不幸が重なった日本凱旋試合
だが、勝負は厳しい展開となった。序盤、ヒーゾの強烈きわまりないローの権勢で、なかなか組みの間合いに入れない高阪は、作戦通りに試合を進める事ができなかったのである。一口にストライカーとは言うものの、ヒーゾはマルコ・ファス門下でグラウンド技術にも長じているマルチタイプ。むしろ一芸名人のルッテンより手強いとも言える。
なかなかタックルに入れない高阪は、ヒーゾの間合いで距離を詰められてしまう。

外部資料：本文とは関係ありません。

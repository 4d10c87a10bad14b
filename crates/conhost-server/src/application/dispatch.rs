//! ConsoleApiRouter: turns request frames into session operations and reply
//! frames.
//!
//! | API          | Operation                                           |
//! |--------------|-----------------------------------------------------|
//! | `Connect`    | validate the record, then attach or allocate        |
//! | `Disconnect` | detach the calling process                          |
//! | `GetLangId`  | language id of the session's output code page       |
//! | `Deprecated` | revalidate and reply `Unsuccessful`                 |
//!
//! Every operation other than `Connect` revalidates the session and the
//! calling process first; either missing yields `InvalidHandle`.

use std::sync::Arc;

use conhost_core::protocol::messages::{ApiKind, ApiReply, ApiRequest, StatusCode};
use conhost_core::{decode_connect_info, decode_request, encode_reply};
use tracing::{debug, warn};

use crate::application::bootstrap::SessionBootstrap;
use crate::application::session::{SessionError, SessionLock};

/// The command-handler seam of the service loop.
pub trait CommandDispatcher: Send {
    /// Handles one request frame and returns the reply frame.
    fn dispatch(&mut self, request: &[u8]) -> Vec<u8>;
}

/// [`CommandDispatcher`] for the console API numbers.
pub struct ConsoleApiRouter {
    bootstrap: Arc<SessionBootstrap>,
    lock: Arc<SessionLock>,
}

impl ConsoleApiRouter {
    pub fn new(bootstrap: Arc<SessionBootstrap>) -> Self {
        let lock = Arc::clone(bootstrap.session_lock());
        Self { bootstrap, lock }
    }

    /// Handles one decoded request.
    pub fn handle(&self, request: &ApiRequest) -> ApiReply {
        let id = request.request_id;
        let result = match request.api {
            ApiKind::Connect => return self.connect(request),
            ApiKind::Disconnect => self
                .lock
                .with_session(|s| s.remove_process(request.process))
                .and_then(|r| r)
                .map(|()| Vec::new()),
            ApiKind::GetLangId => self
                .lock
                .with_session(|s| s.require_process(request.process).map(|_| s.lang_id()))
                .and_then(|r| r)
                .map(|lang_id| lang_id.to_le_bytes().to_vec()),
            ApiKind::Deprecated => {
                return match self
                    .lock
                    .with_session(|s| s.require_process(request.process).map(|_| ()))
                    .and_then(|r| r)
                {
                    Ok(()) => ApiReply::status(id, StatusCode::Unsuccessful),
                    Err(e) => ApiReply::status(id, e.status()),
                };
            }
        };

        match result {
            Ok(payload) => ApiReply::success(id, payload),
            Err(e) => {
                debug!(api = ?request.api, process = %request.process, "request failed: {e}");
                ApiReply::status(id, e.status())
            }
        }
    }

    fn connect(&self, request: &ApiRequest) -> ApiReply {
        let id = request.request_id;
        let info = match decode_connect_info(&request.payload) {
            Ok(info) => info,
            Err(e) => {
                warn!(process = %request.process, "malformed connection request rejected: {e}");
                return ApiReply::status(id, StatusCode::InvalidParameter);
            }
        };

        let attached = self
            .lock
            .with_session(|s| s.attach_process(request.process, info.process_group_id));
        let result = match attached {
            Ok(()) => Ok(()),
            Err(SessionError::NoSession) => {
                self.bootstrap.allocate(request.process, &info).map(|_| ())
            }
            Err(e) => Err(e),
        };

        match result {
            Ok(()) => ApiReply::status(id, StatusCode::Success),
            Err(e) => {
                warn!(process = %request.process, "connect failed: {e}");
                ApiReply::status(id, e.status())
            }
        }
    }
}

impl CommandDispatcher for ConsoleApiRouter {
    fn dispatch(&mut self, request: &[u8]) -> Vec<u8> {
        let reply = match decode_request(request) {
            Ok(request) => self.handle(&request),
            Err(e) => {
                warn!("undecodable request frame: {e}");
                ApiReply::status(0, StatusCode::InvalidParameter)
            }
        };
        encode_reply(&reply)
    }
}

// ── Tests ─────────────────────────────────────────────────────────────────────

#[cfg(test)]
mod tests {
    use super::*;
    use crate::application::resolve_config::{
        ConfigResolver, MockConfigStore, MockShortcutResolver,
    };
    use crate::infrastructure::display::{HeadlessDisplayScaling, ProcessSetup};
    use crate::infrastructure::render::NullRenderer;
    use crate::infrastructure::window::HeadlessWindowHost;
    use conhost_core::protocol::messages::ProcessHandle;
    use conhost_core::protocol::{decode_reply, encode_connect_request, encode_request, ConnectRequest};
    use conhost_core::PartialConfig;

    fn router_with_code_page(code_page: u32) -> ConsoleApiRouter {
        let mut store = MockConfigStore::new();
        store.expect_load_global_defaults().returning(move || {
            Ok(PartialConfig {
                code_page: Some(code_page),
                ..PartialConfig::default()
            })
        });
        store
            .expect_load_default_record()
            .returning(|| Ok(PartialConfig::default()));
        store
            .expect_load_by_title()
            .returning(|_| Ok(PartialConfig::default()));
        let mut shortcuts = MockShortcutResolver::new();
        shortcuts.expect_resolve().never();

        let bootstrap = SessionBootstrap::new(
            Arc::new(SessionLock::new()),
            ConfigResolver::new(Box::new(store), Box::new(shortcuts), 437, None),
            Arc::new(ProcessSetup::new(Box::new(HeadlessDisplayScaling))),
            Arc::new(HeadlessWindowHost::new()),
            Arc::new(NullRenderer::new()),
            None,
        );
        ConsoleApiRouter::new(Arc::new(bootstrap))
    }

    fn request(api: ApiKind, process: u64, request_id: u64, payload: Vec<u8>) -> ApiRequest {
        ApiRequest {
            api,
            process: ProcessHandle(process),
            request_id,
            payload,
        }
    }

    fn connect_request(process: u64) -> ApiRequest {
        let record = encode_connect_request(&ConnectRequest {
            title: "router".to_string(),
            ..ConnectRequest::default()
        });
        request(ApiKind::Connect, process, process, record)
    }

    #[test]
    fn test_connect_allocates_then_attaches() {
        // Arrange
        let router = router_with_code_page(437);

        // Act
        let first = router.handle(&connect_request(1));
        let second = router.handle(&connect_request(2));

        // Assert
        assert_eq!(first.status, StatusCode::Success);
        assert_eq!(second.status, StatusCode::Success);
        let count = router.lock.with_session(|s| s.processes().len()).expect("live");
        assert_eq!(count, 2);
    }

    #[test]
    fn test_malformed_connect_is_invalid_parameter_without_session() {
        let router = router_with_code_page(437);
        let mut record = encode_connect_request(&ConnectRequest::default());
        record[40..44].copy_from_slice(&u32::MAX.to_le_bytes());

        let reply = router.handle(&request(ApiKind::Connect, 1, 5, record));

        assert_eq!(reply, ApiReply::status(5, StatusCode::InvalidParameter));
        assert!(!router.lock.is_live());
    }

    #[test]
    fn test_get_lang_id_reports_session_code_page() {
        let router = router_with_code_page(932);
        router.handle(&connect_request(1));

        let reply = router.handle(&request(ApiKind::GetLangId, 1, 9, Vec::new()));

        assert_eq!(reply, ApiReply::success(9, 0x0411u16.to_le_bytes().to_vec()));
    }

    #[test]
    fn test_requests_without_session_are_invalid_handle() {
        let router = router_with_code_page(437);
        for api in [ApiKind::Disconnect, ApiKind::GetLangId, ApiKind::Deprecated] {
            let reply = router.handle(&request(api, 1, 3, Vec::new()));
            assert_eq!(reply.status, StatusCode::InvalidHandle, "{api:?}");
        }
    }

    #[test]
    fn test_unknown_process_is_invalid_handle() {
        let router = router_with_code_page(437);
        router.handle(&connect_request(1));

        let reply = router.handle(&request(ApiKind::GetLangId, 42, 3, Vec::new()));

        assert_eq!(reply.status, StatusCode::InvalidHandle);
    }

    #[test]
    fn test_deprecated_api_is_unsuccessful() {
        let router = router_with_code_page(437);
        router.handle(&connect_request(1));

        let reply = router.handle(&request(ApiKind::Deprecated, 1, 4, Vec::new()));

        assert_eq!(reply, ApiReply::status(4, StatusCode::Unsuccessful));
    }

    #[test]
    fn test_disconnect_detaches_but_keeps_session() {
        // Arrange
        let router = router_with_code_page(437);
        router.handle(&connect_request(1));

        // Act
        let reply = router.handle(&request(ApiKind::Disconnect, 1, 6, Vec::new()));

        // Assert
        assert_eq!(reply.status, StatusCode::Success);
        assert!(router.lock.is_live());
        let again = router.handle(&request(ApiKind::Disconnect, 1, 7, Vec::new()));
        assert_eq!(again.status, StatusCode::InvalidHandle);
    }

    #[test]
    fn test_undecodable_frame_gets_invalid_parameter_with_request_id_zero() {
        let mut router = router_with_code_page(437);

        let reply = decode_reply(&router.dispatch(&[0xFF, 0x00])).expect("reply");

        assert_eq!(reply, ApiReply::status(0, StatusCode::InvalidParameter));
    }

    #[test]
    fn test_dispatch_round_trips_request_id() {
        let mut router = router_with_code_page(437);
        let frame = encode_request(&connect_request(11));

        let reply = decode_reply(&router.dispatch(&frame)).expect("reply");

        assert_eq!(reply.request_id, 11);
        assert_eq!(reply.status, StatusCode::Success);
    }
}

グラップラー出身選手の欠点として、どうしても顔面のガードが甘くなる癖が抜けていなかったこともあり、ジャブで顔面を撃たれ、ローで下半身を崩される一方的な劣勢が続く。最終ラウンドには、ついにヒーゾが一気に勝負に出てくる。ワンツーでの突進をモロに顔面にもらった高阪は、タックルでなんとか劣勢挽回に出ようとしただが、そこにカウンターのアッパーを浴びて撃沈。そのままレフェリーストップが宣告されたのだった。
凱旋試合はまったくいいところなしのままに終わった。
さらに悪い事に、この大会の楽屋裏では、高阪の師前田日明がかつての同僚安生洋二に、物陰からの襲撃を受けて意識を失うという“事件”が発生。すっかりマスコミの目は、プロレス的色合いのこの事件に奪われ、世界メジャーの頂点を争う日本人選手の母国での凱旋試合、というこの大会の歴史的意義を看過してしまったのである。
当時UFCを運営していたSEGは、日本市場での展開に大きな疑問を感じたであろうし、高阪の背景にある前田リングスの複雑な因縁の構図(実際は高阪には一切関係ないUWF時代の問題でしかないのだが)への不安、そして、もちろんヒーゾ戦で見せた高阪自身の試合内容の煮え切らなさも加えて、彼をトップコンテンダーとは見なさなくなってしまったのである。